#### The input
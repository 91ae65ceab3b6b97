//! Navigation guard consulted before every route change. It resolves the
//! current user on each navigation (no caching) and steers users without an
//! active subscription to the subscription page. UX-only: real access control
//! must live on the API.

use crate::session::{SessionStore, UserLookup};
use std::{future::Future, sync::Arc};
use tracing::debug;

pub const SUBSCRIBE_PATH: &str = "/subscribe";
pub const SIGNIN_PATH: &str = "/signin";

#[derive(Clone, Debug, PartialEq, Eq)]
pub enum Navigation {
    Proceed,
    Redirect(String),
}

/// Anything able to resolve the current user for the guard.
pub trait UserSource: Send + Sync {
    fn current_user(&self) -> impl Future<Output = UserLookup> + Send;
}

impl UserSource for SessionStore {
    fn current_user(&self) -> impl Future<Output = UserLookup> + Send {
        self.get_user()
    }
}

pub struct RouteGuard<S> {
    source: Option<Arc<S>>,
}

impl<S: UserSource> RouteGuard<S> {
    #[must_use]
    pub fn new(source: Option<Arc<S>>) -> Self {
        Self { source }
    }

    /// Decides where a navigation to `to` should go.
    pub async fn before_each(&self, to: &str) -> Navigation {
        let Some(source) = &self.source else {
            return Navigation::Proceed;
        };

        if let UserLookup::Authenticated(user) = source.current_user().await {
            if !user.has_subscription() && route_path(to) != SUBSCRIBE_PATH {
                debug!(to, "no active subscription, redirecting");
                return Navigation::Redirect(SUBSCRIBE_PATH.to_string());
            }
        }

        Navigation::Proceed
    }
}

/// Path component of a route target, without query or fragment.
fn route_path(to: &str) -> &str {
    to.split(['?', '#']).next().unwrap_or(to)
}
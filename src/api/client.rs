//! JSON API client with a fixed base URL, a per-request timeout, and consistent
//! error mapping. The client never stores credentials; a bearer token is
//! attached per request and is never logged.

use super::{
    config::{build_url_with_base, ApiConfig},
    errors::ApiError,
};
use crate::APP_USER_AGENT;
use reqwest::{Client, Method, Response};
use secrecy::{ExposeSecret, SecretString};
use serde::de::DeserializeOwned;
use serde_json::Value;
use tracing::{debug, info_span, Instrument};
use ulid::Ulid;

/// Maximum number of error body characters kept in `ApiError::Http`.
const MAX_ERROR_CHARS: usize = 200;

pub const REQUEST_ID_HEADER: &str = "x-request-id";

#[derive(Clone, Debug)]
pub enum Body {
    Json(Value),
    Form(Vec<(String, String)>),
}

/// A single API call: method, query, body, headers, and an optional bearer
/// credential. Defaults to a bare `GET`.
#[derive(Clone, Debug, Default)]
pub struct ApiRequest {
    method: Method,
    query: Vec<(String, String)>,
    body: Option<Body>,
    headers: Vec<(String, String)>,
    bearer: Option<SecretString>,
}

impl ApiRequest {
    #[must_use]
    pub fn get() -> Self {
        Self::default()
    }

    #[must_use]
    pub fn post() -> Self {
        Self {
            method: Method::POST,
            ..Self::default()
        }
    }

    #[must_use]
    pub fn method(&self) -> &Method {
        &self.method
    }

    #[must_use]
    pub fn query(mut self, name: &str, value: &str) -> Self {
        self.query.push((name.to_string(), value.to_string()));
        self
    }

    #[must_use]
    pub fn json(mut self, body: Value) -> Self {
        self.body = Some(Body::Json(body));
        self
    }

    #[must_use]
    pub fn form(mut self, pairs: Vec<(String, String)>) -> Self {
        self.body = Some(Body::Form(pairs));
        self
    }

    #[must_use]
    pub fn header(mut self, name: &str, value: &str) -> Self {
        self.headers.push((name.to_string(), value.to_string()));
        self
    }

    #[must_use]
    pub fn bearer(mut self, token: &SecretString) -> Self {
        self.bearer = Some(token.clone());
        self
    }
}

#[derive(Clone, Debug)]
pub struct ApiClient {
    client: Client,
    base_url: String,
}

impl ApiClient {
    /// # Errors
    /// Returns `ApiError::Config` if the base URL is invalid or the HTTP client cannot be built.
    pub fn new(config: &ApiConfig) -> Result<Self, ApiError> {
        let base_url = config.base_url()?;
        let client = Client::builder()
            .user_agent(APP_USER_AGENT)
            .timeout(config.timeout)
            .build()
            .map_err(|err| ApiError::Config(format!("Failed to build HTTP client: {err}")))?;

        Ok(Self { client, base_url })
    }

    #[must_use]
    pub fn base_url(&self) -> &str {
        &self.base_url
    }

    /// Performs the request and decodes the JSON body. An empty success body
    /// decodes as JSON `null`.
    ///
    /// # Errors
    /// Returns `ApiError::Http` for non-2xx responses, and transport or decode errors otherwise.
    pub async fn fetch<T: DeserializeOwned>(
        &self,
        path: &str,
        request: ApiRequest,
    ) -> Result<T, ApiError> {
        let response = self.execute(path, request).await?;
        handle_json_response(response).await
    }

    /// Performs the request and discards the response body.
    ///
    /// # Errors
    /// Returns `ApiError::Http` for non-2xx responses, and transport errors otherwise.
    pub async fn send(&self, path: &str, request: ApiRequest) -> Result<(), ApiError> {
        let response = self.execute(path, request).await?;
        handle_empty_response(response).await
    }

    async fn execute(&self, path: &str, request: ApiRequest) -> Result<Response, ApiError> {
        let url = build_url_with_base(&self.base_url, path);
        let request_id = Ulid::new().to_string();

        let span = info_span!(
            "api.request",
            http.method = %request.method,
            path = %path,
            request_id = %request_id
        );

        let mut builder = self
            .client
            .request(request.method, &url)
            .header(REQUEST_ID_HEADER, &request_id);

        if !request.query.is_empty() {
            builder = builder.query(&request.query);
        }

        for (name, value) in &request.headers {
            builder = builder.header(name.as_str(), value.as_str());
        }

        if let Some(token) = &request.bearer {
            builder = builder.bearer_auth(token.expose_secret());
        }

        builder = match request.body {
            Some(Body::Json(body)) => builder.json(&body),
            Some(Body::Form(pairs)) => builder.form(&pairs),
            None => builder,
        };

        let response = builder
            .send()
            .instrument(span)
            .await
            .map_err(map_request_error)?;

        debug!(
            status = response.status().as_u16(),
            request_id = %request_id,
            "api response"
        );

        Ok(response)
    }
}

/// Maps transport errors into `ApiError` variants with timeout detection.
fn map_request_error(err: reqwest::Error) -> ApiError {
    if err.is_timeout() {
        ApiError::Timeout("Request timed out. Please try again.".to_string())
    } else if err.is_builder() {
        ApiError::Serialization(format!("Failed to build request: {err}"))
    } else {
        ApiError::Network(format!("Unable to reach the server: {err}"))
    }
}

async fn handle_json_response<T: DeserializeOwned>(response: Response) -> Result<T, ApiError> {
    if !response.status().is_success() {
        return Err(http_error(response).await);
    }

    let text = response
        .text()
        .await
        .map_err(|err| ApiError::Parse(format!("Failed to read response: {err}")))?;
    let payload = if text.trim().is_empty() {
        "null"
    } else {
        text.as_str()
    };

    serde_json::from_str(payload)
        .map_err(|err| ApiError::Parse(format!("Failed to decode response: {err}")))
}

async fn handle_empty_response(response: Response) -> Result<(), ApiError> {
    if response.status().is_success() {
        Ok(())
    } else {
        Err(http_error(response).await)
    }
}

async fn http_error(response: Response) -> ApiError {
    let status = response.status().as_u16();
    let body = response.text().await.unwrap_or_default();
    ApiError::Http {
        status,
        body: sanitize_body(&body),
    }
}

/// Trims and truncates error bodies so they are safe to surface to users.
fn sanitize_body(body: &str) -> String {
    let trimmed = body.trim();
    if trimmed.is_empty() {
        "Request failed.".to_string()
    } else {
        trimmed.chars().take(MAX_ERROR_CHARS).collect()
    }
}
use anyhow::Result;
use subgate::cli::start;

// Main function
#[tokio::main]
async fn main() -> Result<()> {
    // Start the program
    let (action, globals) = start()?;

    // Handle the action
    action.execute(&globals).await
}
use crate::cli::actions::{dialog, navigate, session, Action};
use crate::cli::globals::GlobalArgs;
use anyhow::Result;

/// Single dispatch point for all CLI actions.
/// # Errors
/// Returns an error if the action fails.
pub async fn execute(action: Action, globals: &GlobalArgs) -> Result<()> {
    match action {
        Action::Login { email, password } => session::login(globals, &email, &password).await,
        Action::Sso {
            access_token,
            refresh_token,
        } => session::sso(globals, access_token, refresh_token).await,
        Action::Whoami => session::whoami(globals).await,
        Action::Logout => session::logout(globals).await,
        Action::BeginPasswordReset { email } => session::begin_reset(globals, &email).await,
        Action::FinishPasswordReset {
            email,
            code,
            password,
        } => session::finish_reset(globals, &email, &code, &password).await,
        Action::Navigate { path } => navigate::execute(globals, &path).await,
        Action::ConfirmDelete { title, description } => {
            dialog::confirm_delete(&title, &description)
        }
    }
}
//! API endpoint configuration. The base URL may be absolute or a path relative
//! to the origin serving the front-end (the deployment default is `/api`,
//! proxied by the dev server). Configuration values are public; do not store
//! secrets here.

use super::errors::ApiError;
use std::time::Duration;
use url::Url;

pub const DEFAULT_API_BASE: &str = "/api";
pub const DEFAULT_ORIGIN: &str = "http://127.0.0.1:3040";
/// Default request timeout applied to every API call.
pub const DEFAULT_TIMEOUT: Duration = Duration::from_secs(10);

#[derive(Clone, Debug)]
pub struct ApiConfig {
    pub api_base: String,
    pub origin: String,
    pub timeout: Duration,
}

impl Default for ApiConfig {
    fn default() -> Self {
        Self {
            api_base: DEFAULT_API_BASE.to_string(),
            origin: DEFAULT_ORIGIN.to_string(),
            timeout: DEFAULT_TIMEOUT,
        }
    }
}

impl ApiConfig {
    /// Config pointing straight at an absolute API base, used by tests and
    /// deployments without a proxy.
    #[must_use]
    pub fn with_base(api_base: &str) -> Self {
        Self {
            api_base: api_base.to_string(),
            ..Self::default()
        }
    }

    /// Resolves the absolute API base URL.
    ///
    /// # Errors
    /// Returns `ApiError::Config` if neither the base nor the origin form a valid URL.
    pub fn base_url(&self) -> Result<String, ApiError> {
        let api_base = self.api_base.trim();

        if let Ok(url) = Url::parse(api_base) {
            return match url.scheme() {
                "http" | "https" => Ok(api_base.trim_end_matches('/').to_string()),
                scheme => Err(ApiError::Config(format!(
                    "Unsupported API scheme: {scheme}"
                ))),
            };
        }

        let origin = Url::parse(self.origin.trim())
            .map_err(|err| ApiError::Config(format!("Invalid origin: {err}")))?;
        if origin.host().is_none() {
            return Err(ApiError::Config("Origin has no host".to_string()));
        }

        let joined = origin
            .join(api_base)
            .map_err(|err| ApiError::Config(format!("Invalid API base: {err}")))?;

        Ok(joined.as_str().trim_end_matches('/').to_string())
    }
}

/// Builds a URL from an explicit base URL and the provided path.
#[must_use]
pub fn build_url_with_base(base_url: &str, path: &str) -> String {
    let base = base_url.trim().trim_end_matches('/');
    let path = path.trim();

    if base.is_empty() {
        path.to_string()
    } else {
        format!("{}/{}", base, path.trim_start_matches('/'))
    }
}

#[cfg(test)]
#[allow(clippy::unwrap_used)]
mod tests {
    use super::*;

    #[test]
    fn relative_base_resolves_against_origin() {
        let config = ApiConfig::default();
        assert_eq!(config.base_url().unwrap(), "http://127.0.0.1:3040/api");
    }

    #[test]
    fn absolute_base_is_used_as_is() {
        let config = ApiConfig::with_base("https://api.example.com/v1/");
        assert_eq!(config.base_url().unwrap(), "https://api.example.com/v1");
    }

    #[test]
    fn unsupported_scheme_is_rejected() {
        let config = ApiConfig::with_base("ftp://files.example.com");
        assert!(matches!(config.base_url(), Err(ApiError::Config(_))));
    }

    #[test]
    fn invalid_origin_is_rejected() {
        let config = ApiConfig {
            origin: "not a url".to_string(),
            ..ApiConfig::default()
        };
        assert!(matches!(config.base_url(), Err(ApiError::Config(_))));
    }

    #[test]
    fn build_url_joins_with_single_slash() {
        assert_eq!(
            build_url_with_base("http://localhost/api/", "/users/me"),
            "http://localhost/api/users/me"
        );
        assert_eq!(
            build_url_with_base("http://localhost/api", "login?setCookie=true"),
            "http://localhost/api/login?setCookie=true"
        );
        assert_eq!(build_url_with_base("  ", "/logout"), "/logout");
    }
}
########
## Description of the task
Copy only this part of the entries above: the line with "fn route_path(to: &str)", the line with "pub fn header(mut", and the lines between, all exactly as written.

## Result of this exercise
fn route_path(to: &str) -> &str {
    to.split(['?', '#']).next().unwrap_or(to)
}
filename src/api/client.rs
//! JSON API client with a fixed base URL, a per-request timeout, and consistent
//! error mapping. The client never stores credentials; a bearer token is
//! attached per request and is never logged.

use super::{
    config::{build_url_with_base, ApiConfig},
    errors::ApiError,
};
use crate::APP_USER_AGENT;
use reqwest::{Client, Method, Response};
use secrecy::{ExposeSecret, SecretString};
use serde::de::DeserializeOwned;
use serde_json::Value;
use tracing::{debug, info_span, Instrument};
use ulid::Ulid;

/// Maximum number of error body characters kept in `ApiError::Http`.
const MAX_ERROR_CHARS: usize = 200;

pub const REQUEST_ID_HEADER: &str = "x-request-id";

#[derive(Clone, Debug)]
pub enum Body {
    Json(Value),
    Form(Vec<(String, String)>),
}

/// A single API call: method, query, body, headers, and an optional bearer
/// credential. Defaults to a bare `GET`.
#[derive(Clone, Debug, Default)]
pub struct ApiRequest {
    method: Method,
    query: Vec<(String, String)>,
    body: Option<Body>,
    headers: Vec<(String, String)>,
    bearer: Option<SecretString>,
}

impl ApiRequest {
    #[must_use]
    pub fn get() -> Self {
        Self::default()
    }

    #[must_use]
    pub fn post() -> Self {
        Self {
            method: Method::POST,
            ..Self::default()
        }
    }

    #[must_use]
    pub fn method(&self) -> &Method {
        &self.method
    }

    #[must_use]
    pub fn query(mut self, name: &str, value: &str) -> Self {
        self.query.push((name.to_string(), value.to_string()));
        self
    }

    #[must_use]
    pub fn json(mut self, body: Value) -> Self {
        self.body = Some(Body::Json(body));
        self
    }

    #[must_use]
    pub fn form(mut self, pairs: Vec<(String, String)>) -> Self {
        self.body = Some(Body::Form(pairs));
        self
    }

    #[must_use]
    pub fn header(mut self, name: &str, value: &str) -> Self {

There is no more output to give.